Re: Comments on draft-freed-sieve-environment-04

[Kjetil Torgrim Homme <kjetilho@xxxxxxxxxx>]

On Sun, 2008-03-23 at 10:50 -0700, Ned Freed wrote:
> Also a good point. I have added:
> 
>   The remote-host environment item defined in this specification is usually
>   determined by performing a PTR DNS lookup on the client IP address. This
>   information may come from an untrusted source. For example, the test:
> 
>     if environment :matches "remote-host" "*.mydomain.com" { ... }
> 
>   is not a good way to test whether the message came from 'outside' becaus
>   anyone who can create a PTR record can create one that refers to whatever
>   domain they choose.
[...]
> 
> I think a simpler way to handle this is to say that the name will
> be blank if it cannot be resolved into a host name. How about:
> 
>  "remote-host"
>            => Host name of remote SMTP/LMTP/Submission client, if
>               applicable and available.
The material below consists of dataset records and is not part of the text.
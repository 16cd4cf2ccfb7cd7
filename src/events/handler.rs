use super::models::*;
use anyhow::{Context, Result};
use async_trait::async_trait;
use std::time::Duration;
use tracing::{error, info, warn};

/// Receives every lifecycle event.
///
/// There is one required method per event kind, so adding a kind breaks
/// every handler until it decides what to do with it.
#[async_trait]
pub trait LifecycleEventHandler: Send + Sync {
    fn name(&self) -> &'static str;
    async fn download_completed(&self, event: &DownloadCompleted) -> Result<()>;
    async fn download_failed(&self, event: &DownloadFailed) -> Result<()>;
    async fn video_promoted(&self, event: &VideoPromoted) -> Result<()>;
    async fn post_succeeded(&self, event: &PostSucceeded) -> Result<()>;
    async fn post_failed(&self, event: &PostFailed) -> Result<()>;
    async fn reaper_summary(&self, event: &ReaperSummary) -> Result<()>;
    async fn daily_summary(&self, event: &DailySummary) -> Result<()>;
    async fn system_status(&self, event: &SystemStatus) -> Result<()>;
}

/// Routes `event` to the matching handler method.
pub async fn handle_event(handler: &dyn LifecycleEventHandler, event: &LifecycleEvent) -> Result<()> {
    match event {
        LifecycleEvent::DownloadCompleted(e) => handler.download_completed(e).await,
        LifecycleEvent::DownloadFailed(e) => handler.download_failed(e).await,
        LifecycleEvent::VideoPromoted(e) => handler.video_promoted(e).await,
        LifecycleEvent::PostSucceeded(e) => handler.post_succeeded(e).await,
        LifecycleEvent::PostFailed(e) => handler.post_failed(e).await,
        LifecycleEvent::ReaperSummary(e) => handler.reaper_summary(e).await,
        LifecycleEvent::DailySummary(e) => handler.daily_summary(e).await,
        LifecycleEvent::SystemStatus(e) => handler.system_status(e).await,
    }
}

/// Writes every event to the log.
pub struct TracingEventHandler;

#[async_trait]
impl LifecycleEventHandler for TracingEventHandler {
    fn name(&self) -> &'static str {
        "tracing"
    }

    async fn download_completed(&self, e: &DownloadCompleted) -> Result<()> {
        info!(
            video_id = %e.video_id,
            job_id = e.job_id,
            bytes = e.file_size,
            "Download completed: {}",
            e.local_path
        );
        Ok(())
    }

    async fn download_failed(&self, e: &DownloadFailed) -> Result<()> {
        error!(
            video_id = %e.video_id,
            job_id = e.job_id,
            attempts = e.attempts,
            "Download failed permanently: {}",
            e.reason
        );
        Ok(())
    }

    async fn video_promoted(&self, e: &VideoPromoted) -> Result<()> {
        info!(
            video_id = %e.video_id,
            expires_at = e.expires_at,
            "Video promoted to durable tier as {}",
            e.durable_path
        );
        Ok(())
    }

    async fn post_succeeded(&self, e: &PostSucceeded) -> Result<()> {
        info!(
            video_id = %e.video_id,
            account = %e.account,
            "Post {} published as {}",
            e.post_id,
            e.remote_post_id
        );
        Ok(())
    }

    async fn post_failed(&self, e: &PostFailed) -> Result<()> {
        error!(
            video_id = %e.video_id,
            account = %e.account,
            attempts = e.attempts,
            "Post {} failed permanently: {}",
            e.post_id,
            e.reason
        );
        Ok(())
    }

    async fn reaper_summary(&self, e: &ReaperSummary) -> Result<()> {
        if e.errors > 0 {
            warn!(
                "Storage reaper finished with errors: {} deleted, {} errors, {} total",
                e.deleted, e.errors, e.total
            );
        } else {
            info!(
                "Storage reaper finished: {} deleted of {}",
                e.deleted, e.total
            );
        }
        Ok(())
    }

    async fn daily_summary(&self, e: &DailySummary) -> Result<()> {
        info!(
            downloads_pending = e.downloads.pending,
            downloads_completed = e.downloads.completed,
            posts_queued = e.posts.queued,
            posts_posted = e.posts.posted,
            durable_files = e.durable_files,
            "Daily summary: {} errors on record",
            e.errors
        );
        Ok(())
    }

    async fn system_status(&self, e: &SystemStatus) -> Result<()> {
        info!(
            durable_tier = %e.durable_tier,
            publisher = e.publisher_configured,
            "Pipeline {:?}{}",
            e.state,
            e.message.as_deref().map(|m| format!(": {}", m)).unwrap_or_default()
        );
        Ok(())
    }
}

/// Forwards events an operator reads to an external notification service
/// as JSON: failures, published posts, summaries and status changes.
///
/// Message rendering and delivery (email, chat...) belong to that service.
pub struct WebhookNotifier {
    client: reqwest::Client,
    url: String,
}

impl WebhookNotifier {
    pub fn new(url: String, timeout_sec: u64) -> Result<Self> {
        let client = reqwest::Client::builder()
            .timeout(Duration::from_secs(timeout_sec))
            .build()
            .context("Failed to create HTTP client")?;
        Ok(Self { client, url })
    }

    async fn send(&self, event: LifecycleEvent) -> Result<()> {
        let response = self
            .client
            .post(&self.url)
            .json(&event)
            .send()
            .await
            .context("Failed to reach notification webhook")?;
        if !response.status().is_success() {
            anyhow::bail!(
                "Notification webhook rejected {} event with status {}",
                event.kind(),
                response.status()
            );
        }
        Ok(())
    }
}

#[async_trait]
impl LifecycleEventHandler for WebhookNotifier {
    fn name(&self) -> &'static str {
        "webhook"
    }

    async fn download_completed(&self, _e: &DownloadCompleted) -> Result<()> {
        Ok(())
    }

    async fn download_failed(&self, e: &DownloadFailed) -> Result<()> {
        self.send(LifecycleEvent::DownloadFailed(e.clone())).await
    }

    async fn video_promoted(&self, _e: &VideoPromoted) -> Result<()> {
        Ok(())
    }

    async fn post_succeeded(&self, e: &PostSucceeded) -> Result<()> {
        self.send(LifecycleEvent::PostSucceeded(e.clone())).await
    }

    async fn post_failed(&self, e: &PostFailed) -> Result<()> {
        self.send(LifecycleEvent::PostFailed(e.clone())).await
    }

    async fn reaper_summary(&self, e: &ReaperSummary) -> Result<()> {
        if e.errors == 0 {
            return Ok(());
        }
        self.send(LifecycleEvent::ReaperSummary(e.clone())).await
    }

    async fn daily_summary(&self, e: &DailySummary) -> Result<()> {
        self.send(LifecycleEvent::DailySummary(e.clone())).await
    }

    async fn system_status(&self, e: &SystemStatus) -> Result<()> {
        self.send(LifecycleEvent::SystemStatus(e.clone())).await
    }
}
The empty string will be returned
>               if for some reason this information cannot be obtained for
>               the current client.

sorry, I don't understand what this means.  is the existence of a PTR
record sufficient?  it seems so, given the above added caveat.  if so --
how is a script able to detect a forgery?

-- 
med venleg helsing,
Kjetil T.